Writer-director Chris Marker’s brilliantly teasing and challenging 1962 28-minute French black and white science fiction featurette La Jetée (The Jetty) is constructed almost entirely from still photographs and tells the story of a man and a woman and a post-nuclear war experiment in time travel.
Scientists researching time travel in post-apocalyptic Paris settle on a prisoner (Davos Hanich) whose key to the past is a vague obsessive memory from his pre-war childhood of a woman (Hélène Chatelain) he had seen on the observation platform (the jetty) at Orly Airport before witnessing a man die there. He reaches the pre-war period and meets the woman from his memory, and they develop a romantic relationship.
Mesmeric and fascinating, La Jetée is a unique experience, intense, eerie, unsettling, and frankly doomy, and open to endless interpretation and re-interpretation. Clearly, Alfred Hitchcock’s 1958 Vertigo is an influence on Marker, and on the score, and, like Vertigo, La Jetée is beguiling but ultimately elusive, hence, in part, their enduing fascination.
The film plays out as a photo-montage of varying rhythms, with minimal sound in the form of narration (by Jean Négroni), orchestral score (by Trevor Duncan) and sound effects.
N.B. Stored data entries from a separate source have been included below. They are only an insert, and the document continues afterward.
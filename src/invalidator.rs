//! Write-through maintenance of cached views.
//!
//! A committed mutation is turned into a [`Plan`]: patches for the views that can be updated in place and evictions
//! for those that can't. Patching rewrites every cached sort of a view under the per-key lock, so concurrent
//! rewrites of the same blob don't lose each other's changes. Views that aren't cached are left alone; their count is
//! dropped when the mutation may have changed it. Search results are never patched: an item mutation starts a new
//! search generation instead, which orphans every cached search view at once.

use fieldx_plus::fx_plus;
use tracing::debug;
use tracing::error;
use tracing::warn;

use crate::cache::BlobRead;
use crate::cache::Lookup;
use crate::catalog::Catalog;
use crate::context::RequestContext;
use crate::error::Error;
use crate::error::Result;
use crate::keys::favourites_key;
use crate::keys::fresh_search_generation;
use crate::keys::search_generation_key;
use crate::keys::sorts_of;
use crate::keys::ViewKeys;
use crate::keys::NO_GENERATION;
use crate::sort::Sort;
use crate::traits::CacheBackend;
use crate::traits::Store;
use crate::types::Mutation;
use crate::types::MutationOp;
use crate::types::Record;
use crate::types::RecordId;
use crate::types::RecordKind;
use crate::types::UserId;
use crate::types::View;
use crate::types::NO_CATEGORY;

/// What a mutation does to a single view.
#[derive(Debug, Clone, PartialEq)]
pub enum ViewOp {
    /// The record may be new to the view.
    Insert(Record),
    /// The record already belongs to the view.
    Replace(Record),
    Remove(RecordId),
}

impl ViewOp {
    /// Whether the view's cardinality may change.
    pub fn may_resize(&self) -> bool {
        !matches!(self, ViewOp::Replace(_))
    }

    /// Apply to a sequence kept ordered by `sort`. Returns `false` when there was nothing to do.
    pub fn apply(&self, records: &mut Vec<Record>, sort: Sort) -> bool {
        match self {
            ViewOp::Insert(record) | ViewOp::Replace(record) => {
                if let Some(slot) = records.iter_mut().find(|r| r.id == record.id) {
                    *slot = record.clone();
                }
                else {
                    records.push(record.clone());
                }
                sort.apply(records);
                true
            }
            ViewOp::Remove(id) => {
                let before = records.len();
                records.retain(|r| r.id != *id);
                records.len() != before
            }
        }
    }
}

#[derive(Debug, Clone, PartialEq)]
pub struct ViewPatch {
    pub view: View,
    pub op:   ViewOp,
}

impl ViewPatch {
    pub fn new(view: View, op: ViewOp) -> Self {
        Self { view, op }
    }
}

/// Cache work implied by a mutation.
#[derive(Debug, Default, Clone, PartialEq)]
pub struct Plan {
    pub patches:        Vec<ViewPatch>,
    /// Views dropped from the cache altogether.
    pub evictions:      Vec<View>,
    /// Views whose blobs are dropped while their count stays valid.
    pub blob_evictions: Vec<View>,
    /// `(user, item)` pairs to drop from favourites id-sets.
    pub unfavourite:    Vec<(UserId, RecordId)>,
    /// Start a new search generation.
    pub search:         bool,
}

fn category_view(name: &str) -> Option<View> {
    match View::category(name) {
        Ok(view) => Some(view),
        Err(err) => {
            warn!("skipping category view of '{name}': {err}");
            None
        }
    }
}

fn record_of<'a>(record: &'a Option<Record>, mutation: &Mutation, which: &str) -> Result<&'a Record> {
    record
        .as_ref()
        .ok_or_else(|| Error::invalid(format!("{:?} of a {} carries no {which} record", mutation.op, mutation.kind)))
}

impl Plan {
    pub fn of(mutation: &Mutation) -> Result<Self> {
        let mut plan = Plan::default();
        match mutation.kind {
            RecordKind::Item => plan.item(mutation)?,
            RecordKind::Category => plan.category(mutation)?,
        }
        Ok(plan)
    }

    fn patch(&mut self, view: Option<View>, op: ViewOp) {
        if let Some(view) = view {
            self.patches.push(ViewPatch::new(view, op));
        }
    }

    fn item(&mut self, mutation: &Mutation) -> Result<()> {
        self.search = true;
        match mutation.op {
            MutationOp::Create => {
                let new = record_of(&mutation.new, mutation, "new")?;
                self.patch(Some(View::ItemsAll), ViewOp::Insert(new.clone()));
                self.patch(category_view(new.category_name()), ViewOp::Insert(new.clone()));
            }
            MutationOp::Update => {
                let old = record_of(&mutation.old, mutation, "old")?;
                let new = record_of(&mutation.new, mutation, "new")?;
                self.patch(Some(View::ItemsAll), ViewOp::Replace(new.clone()));
                if old.category_name() == new.category_name() {
                    self.patch(category_view(new.category_name()), ViewOp::Replace(new.clone()));
                }
                else {
                    self.patch(category_view(old.category_name()), ViewOp::Remove(old.id));
                    self.patch(category_view(new.category_name()), ViewOp::Insert(new.clone()));
                }
                for user in &mutation.holders {
                    self.patch(Some(View::Favourites(*user)), ViewOp::Replace(new.clone()));
                }
            }
            MutationOp::Delete => {
                let old = record_of(&mutation.old, mutation, "old")?;
                self.patch(Some(View::ItemsAll), ViewOp::Remove(old.id));
                self.patch(category_view(old.category_name()), ViewOp::Remove(old.id));
                for user in &mutation.holders {
                    self.patch(Some(View::Favourites(*user)), ViewOp::Remove(old.id));
                    self.unfavourite.push((*user, old.id));
                }
            }
        }
        Ok(())
    }

    // Items embed their category's name, so anything that renames a category or moves items out of it makes cached
    // item views stale.
    fn category(&mut self, mutation: &Mutation) -> Result<()> {
        match mutation.op {
            MutationOp::Create => {
                let new = record_of(&mutation.new, mutation, "new")?;
                self.patch(Some(View::Categories), ViewOp::Insert(new.clone()));
            }
            MutationOp::Update => {
                let old = record_of(&mutation.old, mutation, "old")?;
                let new = record_of(&mutation.new, mutation, "new")?;
                self.patch(Some(View::Categories), ViewOp::Replace(new.clone()));
                if old.name != new.name {
                    self.blob_evictions.push(View::ItemsAll);
                    self.evictions.extend(category_view(&old.name));
                    self.evictions.extend(category_view(&new.name));
                    self.search = true;
                }
            }
            MutationOp::Delete => {
                let old = record_of(&mutation.old, mutation, "old")?;
                self.patch(Some(View::Categories), ViewOp::Remove(old.id));
                self.blob_evictions.push(View::ItemsAll);
                self.evictions.extend(category_view(&old.name));
                self.evictions.extend(category_view(NO_CATEGORY));
                self.search = true;
            }
        }
        Ok(())
    }
}

/// Keeps cached views in step with committed mutations.
#[fx_plus(child(Catalog<S, C>, rc_strong), sync, default(off))]
pub struct Invalidator<S, C>
where
    S: Store,
    C: CacheBackend,
{
}

impl<S, C> Invalidator<S, C>
where
    S: Store,
    C: CacheBackend,
{
    /// Bring the cache in line with a mutation the store has already committed. Cache trouble is logged and
    /// swallowed; only cancellation and a malformed mutation are reported.
    pub async fn on_mutation(&self, ctx: &RequestContext, mutation: &Mutation) -> Result<()> {
        let plan = Plan::of(mutation)?;
        debug!(
            "[{}] {:?} of {} {:?}: {} patch(es), {} eviction(s), search: {}",
            self.parent().name(),
            mutation.op,
            mutation.kind,
            mutation.record_id(),
            plan.patches.len(),
            plan.evictions.len() + plan.blob_evictions.len(),
            plan.search
        );
        self.execute(ctx, &plan).await
    }

    pub async fn execute(&self, ctx: &RequestContext, plan: &Plan) -> Result<()> {
        self.parent().locks().advance();
        if plan.search {
            self.start_search_generation(ctx).await?;
        }
        for patch in &plan.patches {
            self.patch_view(ctx, patch).await?;
        }
        for view in &plan.evictions {
            self.evict_view(ctx, view).await?;
        }
        for view in &plan.blob_evictions {
            self.evict_blobs(ctx, view).await?;
        }
        for (user, item) in &plan.unfavourite {
            self.drop_favourite_id(ctx, *user, *item).await?;
        }
        Ok(())
    }

    pub async fn on_favourite_added(&self, ctx: &RequestContext, user: UserId, item: &Record) -> Result<()> {
        let catalog = self.parent();
        let access = catalog.access();
        let key = favourites_key(&user);
        catalog.locks().advance();
        {
            let _guard = ctx.run(catalog.locks().lock(&key)).await?;
            match access.read_fav_ids(ctx, &key).await? {
                Lookup::Found(mut ids) => {
                    ids.insert(item.id, user);
                    access.write_fav_ids(ctx, &key, &ids).await?;
                }
                Lookup::Missing => {
                    // The store already has the new entry, so a fresh load is complete.
                    match catalog
                        .store_call(ctx, catalog.store().favourite_ids_for(user))
                        .await
                    {
                        Ok(ids) => access.write_fav_ids(ctx, &key, &ids).await?,
                        Err(Error::Cancelled) => return Err(Error::Cancelled),
                        Err(err) => warn!("[{}] can't load favourites of {user}: {err}", catalog.name()),
                    }
                }
                Lookup::Unknown => access.evict(ctx, &key).await?,
            }
        }
        self.patch_view(ctx, &ViewPatch::new(View::Favourites(user), ViewOp::Insert(item.clone())))
            .await
    }

    pub async fn on_favourite_removed(&self, ctx: &RequestContext, user: UserId, item: RecordId) -> Result<()> {
        self.parent().locks().advance();
        self.drop_favourite_id(ctx, user, item).await?;
        self.patch_view(ctx, &ViewPatch::new(View::Favourites(user), ViewOp::Remove(item)))
            .await
    }

    /// Drop everything cached for a user.
    pub async fn forget_user(&self, ctx: &RequestContext, user: UserId) -> Result<()> {
        let catalog = self.parent();
        catalog.locks().advance();
        self.evict_view(ctx, &View::Favourites(user)).await?;
        let key = favourites_key(&user);
        let _guard = ctx.run(catalog.locks().lock(&key)).await?;
        catalog.access().evict(ctx, &key).await
    }

    // Search entries of the old generation become unreachable. Should the new one fail to land, dropping the old one
    // does the same job: the next search issues a fresh generation.
    async fn start_search_generation(&self, ctx: &RequestContext) -> Result<()> {
        let catalog = self.parent();
        let access = catalog.access();
        let _guard = ctx.run(catalog.locks().lock(&search_generation_key())).await?;
        let generation = fresh_search_generation();
        if access.write_search_generation(ctx, generation).await? {
            debug!("[{}] search generation is now {generation:016x}", catalog.name());
        }
        else if !access.drop_search_generation(ctx).await? {
            error!(
                "[{}] can't replace the search generation, cached search results may be stale until they expire",
                catalog.name()
            );
        }
        Ok(())
    }

    async fn drop_favourite_id(&self, ctx: &RequestContext, user: UserId, item: RecordId) -> Result<()> {
        let catalog = self.parent();
        let access = catalog.access();
        let key = favourites_key(&user);
        let _guard = ctx.run(catalog.locks().lock(&key)).await?;
        match access.read_fav_ids(ctx, &key).await? {
            Lookup::Found(mut ids) => {
                if ids.remove(&item).is_some() {
                    access.write_fav_ids(ctx, &key, &ids).await?;
                }
            }
            Lookup::Missing => (),
            Lookup::Unknown => access.evict(ctx, &key).await?,
        }
        Ok(())
    }

    async fn patch_view(&self, ctx: &RequestContext, patch: &ViewPatch) -> Result<()> {
        let catalog = self.parent();
        let access = catalog.access();
        let locks = catalog.locks();
        let view = &patch.view;
        let keys = ViewKeys::new(view, NO_GENERATION);
        let mut seen = false;
        let mut resized = None;

        // Patches and fills of one view don't interleave.
        let quantity_key = keys.count();
        let _view_guard = ctx.run(locks.lock(&quantity_key)).await?;

        for sort in sorts_of(view) {
            let key = keys.blob(*sort);
            let _guard = ctx.run(locks.lock(&key)).await?;
            match access.read_blob(ctx, &key).await? {
                BlobRead::Hit(mut records) => {
                    seen = true;
                    let before = records.len();
                    if !patch.op.apply(&mut records, *sort) {
                        continue;
                    }
                    access.write_blob(ctx, &key, &records).await?;
                    catalog.telemetry().rewrite();
                    if records.len() != before {
                        resized = Some(records.len());
                    }
                }
                BlobRead::Miss => (),
                BlobRead::Unknown => access.evict(ctx, &key).await?,
                BlobRead::Corrupt(err) => {
                    error!("[{}] dropped corrupt '{key}' while patching {view}: {err}", catalog.name());
                }
            }
        }

        match resized {
            Some(len) => access.write_count(ctx, &quantity_key, len as u64).await,
            None if !seen && patch.op.may_resize() => access.evict(ctx, &quantity_key).await,
            None => Ok(()),
        }
    }

    async fn evict_keys(&self, ctx: &RequestContext, view: &View, with_count: bool) -> Result<()> {
        let catalog = self.parent();
        let access = catalog.access();
        let locks = catalog.locks();
        let keys = ViewKeys::new(view, NO_GENERATION);
        let quantity_key = keys.count();
        let _view_guard = ctx.run(locks.lock(&quantity_key)).await?;
        for sort in sorts_of(view) {
            let key = keys.blob(*sort);
            let _guard = ctx.run(locks.lock(&key)).await?;
            access.evict(ctx, &key).await?;
        }
        if with_count {
            access.evict(ctx, &quantity_key).await?;
        }
        Ok(())
    }

    async fn evict_blobs(&self, ctx: &RequestContext, view: &View) -> Result<()> {
        self.evict_keys(ctx, view, false).await
    }

    async fn evict_view(&self, ctx: &RequestContext, view: &View) -> Result<()> {
        self.evict_keys(ctx, view, true).await
    }
}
It contains only one brief motion-picture shot of the woman sleeping and waking up.
It won the Prix Jean Vigo for short film in 1963. How to describe it? A short film, a featurette, a film? Marker called it a photo novel (‘un photo-roman’).
Terry Gilliam’s 1995 film 12 Monkeys was inspired by La Jetée and borrows concepts from it. Gilliam was entranced by it, describing its combination of editing and soundtrack as ‘simply poetic’.
Also with Jacques Ledoux as The Experimenter, Ligia Branice as a woman from the future, Janine Kleina as a woman from the future, and William Klein as a man from the future.